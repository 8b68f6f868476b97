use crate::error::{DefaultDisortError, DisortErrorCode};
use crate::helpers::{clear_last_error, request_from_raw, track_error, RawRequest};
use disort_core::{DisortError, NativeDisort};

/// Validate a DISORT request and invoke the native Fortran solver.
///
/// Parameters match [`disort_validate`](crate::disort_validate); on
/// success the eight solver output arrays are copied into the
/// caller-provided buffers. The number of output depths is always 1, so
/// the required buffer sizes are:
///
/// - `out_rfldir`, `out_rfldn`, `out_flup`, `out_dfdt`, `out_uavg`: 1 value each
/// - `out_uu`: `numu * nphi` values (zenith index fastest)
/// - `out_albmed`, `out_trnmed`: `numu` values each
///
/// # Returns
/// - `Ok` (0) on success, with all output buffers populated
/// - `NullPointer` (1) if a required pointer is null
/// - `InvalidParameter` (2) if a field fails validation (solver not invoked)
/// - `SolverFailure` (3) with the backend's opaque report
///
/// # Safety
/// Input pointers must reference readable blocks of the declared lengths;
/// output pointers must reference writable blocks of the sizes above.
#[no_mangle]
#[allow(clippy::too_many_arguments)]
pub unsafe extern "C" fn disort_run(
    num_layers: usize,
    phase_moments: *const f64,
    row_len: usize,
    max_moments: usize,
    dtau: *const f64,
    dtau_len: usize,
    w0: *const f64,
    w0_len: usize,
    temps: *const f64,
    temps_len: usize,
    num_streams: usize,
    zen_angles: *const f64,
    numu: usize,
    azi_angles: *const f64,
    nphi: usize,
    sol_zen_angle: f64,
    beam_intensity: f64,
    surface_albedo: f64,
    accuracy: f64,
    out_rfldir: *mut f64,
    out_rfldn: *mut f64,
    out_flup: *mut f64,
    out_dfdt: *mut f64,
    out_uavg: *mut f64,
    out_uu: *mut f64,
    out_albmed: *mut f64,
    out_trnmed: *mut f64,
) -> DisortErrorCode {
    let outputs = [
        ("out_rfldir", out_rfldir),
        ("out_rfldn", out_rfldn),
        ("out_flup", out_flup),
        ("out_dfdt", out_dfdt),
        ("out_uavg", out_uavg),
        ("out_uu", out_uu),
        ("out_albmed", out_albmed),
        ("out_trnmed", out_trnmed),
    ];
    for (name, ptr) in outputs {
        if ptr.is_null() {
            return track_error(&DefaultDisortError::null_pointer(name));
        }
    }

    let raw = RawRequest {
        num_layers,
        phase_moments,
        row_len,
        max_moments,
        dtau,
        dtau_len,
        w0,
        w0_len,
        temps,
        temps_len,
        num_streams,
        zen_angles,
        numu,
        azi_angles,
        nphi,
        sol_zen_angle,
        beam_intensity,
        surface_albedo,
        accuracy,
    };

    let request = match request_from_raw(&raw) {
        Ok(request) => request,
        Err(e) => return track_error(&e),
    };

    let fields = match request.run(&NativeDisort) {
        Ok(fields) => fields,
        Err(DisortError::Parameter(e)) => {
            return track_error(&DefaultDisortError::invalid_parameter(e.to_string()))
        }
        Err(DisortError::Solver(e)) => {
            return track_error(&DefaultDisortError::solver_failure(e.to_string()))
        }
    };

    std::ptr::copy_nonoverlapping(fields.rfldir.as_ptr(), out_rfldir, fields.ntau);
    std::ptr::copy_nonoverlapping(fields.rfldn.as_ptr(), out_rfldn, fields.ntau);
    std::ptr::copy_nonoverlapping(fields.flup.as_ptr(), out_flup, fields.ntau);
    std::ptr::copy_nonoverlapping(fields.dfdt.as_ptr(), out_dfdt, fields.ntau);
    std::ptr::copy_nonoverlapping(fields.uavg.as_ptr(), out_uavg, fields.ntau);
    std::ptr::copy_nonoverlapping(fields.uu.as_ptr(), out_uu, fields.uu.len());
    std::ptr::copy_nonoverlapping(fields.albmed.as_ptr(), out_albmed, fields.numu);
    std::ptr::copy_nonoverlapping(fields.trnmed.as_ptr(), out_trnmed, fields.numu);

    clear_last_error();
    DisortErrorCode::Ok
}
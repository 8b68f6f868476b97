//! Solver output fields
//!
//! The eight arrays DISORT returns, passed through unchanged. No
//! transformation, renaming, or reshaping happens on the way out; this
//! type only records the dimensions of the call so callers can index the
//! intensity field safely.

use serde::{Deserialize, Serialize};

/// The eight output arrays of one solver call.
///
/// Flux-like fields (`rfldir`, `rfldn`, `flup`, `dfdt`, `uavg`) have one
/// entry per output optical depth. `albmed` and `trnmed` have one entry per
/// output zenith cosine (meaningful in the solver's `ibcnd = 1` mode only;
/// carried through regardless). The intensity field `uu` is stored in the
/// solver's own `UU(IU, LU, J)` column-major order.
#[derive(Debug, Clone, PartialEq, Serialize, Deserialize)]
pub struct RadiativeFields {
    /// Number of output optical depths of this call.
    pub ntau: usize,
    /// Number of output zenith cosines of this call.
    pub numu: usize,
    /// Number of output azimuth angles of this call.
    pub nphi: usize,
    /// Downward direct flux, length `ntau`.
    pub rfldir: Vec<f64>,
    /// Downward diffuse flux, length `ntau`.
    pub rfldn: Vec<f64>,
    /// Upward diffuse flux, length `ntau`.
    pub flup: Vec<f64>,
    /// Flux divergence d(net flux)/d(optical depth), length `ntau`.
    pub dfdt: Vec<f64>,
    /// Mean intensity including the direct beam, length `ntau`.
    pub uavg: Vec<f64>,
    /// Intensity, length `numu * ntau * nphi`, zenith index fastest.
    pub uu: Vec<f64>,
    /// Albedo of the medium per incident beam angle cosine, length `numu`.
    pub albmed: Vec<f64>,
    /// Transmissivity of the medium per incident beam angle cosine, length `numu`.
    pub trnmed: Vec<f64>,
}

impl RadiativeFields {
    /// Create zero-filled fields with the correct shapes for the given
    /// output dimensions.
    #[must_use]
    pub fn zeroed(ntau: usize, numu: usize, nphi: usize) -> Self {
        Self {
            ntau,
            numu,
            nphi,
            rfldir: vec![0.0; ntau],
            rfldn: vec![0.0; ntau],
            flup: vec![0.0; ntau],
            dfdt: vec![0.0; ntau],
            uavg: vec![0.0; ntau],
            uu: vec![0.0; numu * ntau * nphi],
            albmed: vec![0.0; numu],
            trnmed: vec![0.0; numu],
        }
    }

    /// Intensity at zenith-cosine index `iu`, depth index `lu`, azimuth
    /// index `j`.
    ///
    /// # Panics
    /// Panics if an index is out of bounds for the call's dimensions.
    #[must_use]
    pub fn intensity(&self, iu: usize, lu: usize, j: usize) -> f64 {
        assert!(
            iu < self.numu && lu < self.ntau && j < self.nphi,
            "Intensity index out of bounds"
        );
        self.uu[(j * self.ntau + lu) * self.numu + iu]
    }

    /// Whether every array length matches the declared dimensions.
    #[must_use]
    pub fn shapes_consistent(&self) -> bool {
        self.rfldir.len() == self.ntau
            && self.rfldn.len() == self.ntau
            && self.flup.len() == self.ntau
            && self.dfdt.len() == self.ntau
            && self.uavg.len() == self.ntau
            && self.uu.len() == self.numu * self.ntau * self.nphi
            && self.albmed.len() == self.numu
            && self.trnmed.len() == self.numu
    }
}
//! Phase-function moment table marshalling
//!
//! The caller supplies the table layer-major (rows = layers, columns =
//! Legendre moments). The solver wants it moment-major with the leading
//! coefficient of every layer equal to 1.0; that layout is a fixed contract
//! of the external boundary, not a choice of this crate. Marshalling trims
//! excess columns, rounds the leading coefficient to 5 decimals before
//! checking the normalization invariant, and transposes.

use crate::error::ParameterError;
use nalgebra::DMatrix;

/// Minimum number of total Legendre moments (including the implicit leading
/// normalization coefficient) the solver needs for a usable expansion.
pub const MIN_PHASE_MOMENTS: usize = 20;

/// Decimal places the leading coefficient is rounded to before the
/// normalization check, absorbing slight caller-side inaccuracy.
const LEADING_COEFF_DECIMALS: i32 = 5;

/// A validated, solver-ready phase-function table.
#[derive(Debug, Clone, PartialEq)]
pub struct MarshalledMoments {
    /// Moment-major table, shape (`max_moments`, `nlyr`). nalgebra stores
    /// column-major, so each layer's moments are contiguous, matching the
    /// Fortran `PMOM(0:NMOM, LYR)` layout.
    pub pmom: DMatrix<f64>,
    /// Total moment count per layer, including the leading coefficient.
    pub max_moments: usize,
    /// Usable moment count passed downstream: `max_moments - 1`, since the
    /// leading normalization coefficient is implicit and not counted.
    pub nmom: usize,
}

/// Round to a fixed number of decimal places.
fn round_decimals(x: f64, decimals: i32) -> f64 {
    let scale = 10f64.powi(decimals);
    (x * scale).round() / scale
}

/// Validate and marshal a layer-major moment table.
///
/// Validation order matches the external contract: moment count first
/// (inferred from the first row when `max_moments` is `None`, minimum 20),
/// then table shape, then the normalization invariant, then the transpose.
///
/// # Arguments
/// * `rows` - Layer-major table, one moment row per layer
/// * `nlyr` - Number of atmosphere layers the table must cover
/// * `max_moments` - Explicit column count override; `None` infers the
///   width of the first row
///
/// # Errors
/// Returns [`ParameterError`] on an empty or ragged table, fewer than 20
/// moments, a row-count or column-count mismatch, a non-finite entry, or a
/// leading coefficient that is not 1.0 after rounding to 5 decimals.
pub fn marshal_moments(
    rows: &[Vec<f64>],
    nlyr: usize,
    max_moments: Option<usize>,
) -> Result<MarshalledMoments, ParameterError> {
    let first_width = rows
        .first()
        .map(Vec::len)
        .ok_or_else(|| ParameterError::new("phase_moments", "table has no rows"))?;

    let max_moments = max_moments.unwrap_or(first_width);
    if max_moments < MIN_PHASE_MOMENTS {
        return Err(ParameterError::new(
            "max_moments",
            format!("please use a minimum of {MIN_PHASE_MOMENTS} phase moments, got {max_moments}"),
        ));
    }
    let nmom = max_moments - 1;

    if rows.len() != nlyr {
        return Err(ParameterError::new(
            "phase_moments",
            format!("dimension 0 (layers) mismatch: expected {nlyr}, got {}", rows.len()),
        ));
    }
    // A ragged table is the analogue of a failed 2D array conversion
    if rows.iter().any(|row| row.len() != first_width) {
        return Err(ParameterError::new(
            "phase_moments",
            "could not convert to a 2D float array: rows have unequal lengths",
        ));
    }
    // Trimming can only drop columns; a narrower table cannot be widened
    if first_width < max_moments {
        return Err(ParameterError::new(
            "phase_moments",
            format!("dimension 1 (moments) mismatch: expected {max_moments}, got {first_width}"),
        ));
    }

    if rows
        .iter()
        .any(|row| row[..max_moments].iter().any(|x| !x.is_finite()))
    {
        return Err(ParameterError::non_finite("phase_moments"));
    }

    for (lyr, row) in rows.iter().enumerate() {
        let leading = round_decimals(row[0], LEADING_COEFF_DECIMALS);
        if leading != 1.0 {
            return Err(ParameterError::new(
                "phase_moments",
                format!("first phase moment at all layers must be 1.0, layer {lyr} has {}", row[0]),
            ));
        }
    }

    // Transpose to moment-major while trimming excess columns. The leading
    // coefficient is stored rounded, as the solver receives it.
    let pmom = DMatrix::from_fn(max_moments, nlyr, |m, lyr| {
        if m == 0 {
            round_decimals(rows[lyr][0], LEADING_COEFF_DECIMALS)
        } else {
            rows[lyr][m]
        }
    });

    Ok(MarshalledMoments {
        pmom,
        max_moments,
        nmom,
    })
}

·····

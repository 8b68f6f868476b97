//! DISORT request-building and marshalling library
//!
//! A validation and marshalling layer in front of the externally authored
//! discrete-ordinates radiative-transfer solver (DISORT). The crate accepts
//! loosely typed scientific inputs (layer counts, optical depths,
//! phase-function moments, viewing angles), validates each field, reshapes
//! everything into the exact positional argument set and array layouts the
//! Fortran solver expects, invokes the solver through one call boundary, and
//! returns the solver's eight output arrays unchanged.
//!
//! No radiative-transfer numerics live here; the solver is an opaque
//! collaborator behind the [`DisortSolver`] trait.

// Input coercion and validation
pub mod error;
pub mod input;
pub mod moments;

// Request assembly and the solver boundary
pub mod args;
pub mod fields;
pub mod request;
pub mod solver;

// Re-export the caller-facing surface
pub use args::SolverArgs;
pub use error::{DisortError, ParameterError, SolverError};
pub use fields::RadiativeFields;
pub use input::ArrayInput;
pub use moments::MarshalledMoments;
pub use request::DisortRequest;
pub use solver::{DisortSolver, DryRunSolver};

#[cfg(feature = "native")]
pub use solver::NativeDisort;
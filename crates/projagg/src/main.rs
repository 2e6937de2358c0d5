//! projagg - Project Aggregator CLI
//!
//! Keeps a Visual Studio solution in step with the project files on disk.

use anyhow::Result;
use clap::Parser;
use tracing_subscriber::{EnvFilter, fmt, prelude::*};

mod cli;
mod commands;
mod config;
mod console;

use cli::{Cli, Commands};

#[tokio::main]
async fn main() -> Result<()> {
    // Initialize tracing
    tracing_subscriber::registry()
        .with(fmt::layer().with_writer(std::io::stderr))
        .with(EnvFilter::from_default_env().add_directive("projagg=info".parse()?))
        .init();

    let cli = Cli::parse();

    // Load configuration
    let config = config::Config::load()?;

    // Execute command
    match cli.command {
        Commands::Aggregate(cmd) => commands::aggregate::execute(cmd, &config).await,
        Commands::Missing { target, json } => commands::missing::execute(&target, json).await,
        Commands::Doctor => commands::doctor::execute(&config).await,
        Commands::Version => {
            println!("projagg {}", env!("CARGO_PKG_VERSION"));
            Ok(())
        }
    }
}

·····

_WHAT THE TASK REQUIRES_
Figure out how many lines of the data hold "blocks", and answer with the number only.

_ANSWER TO THE PROBLEM_
2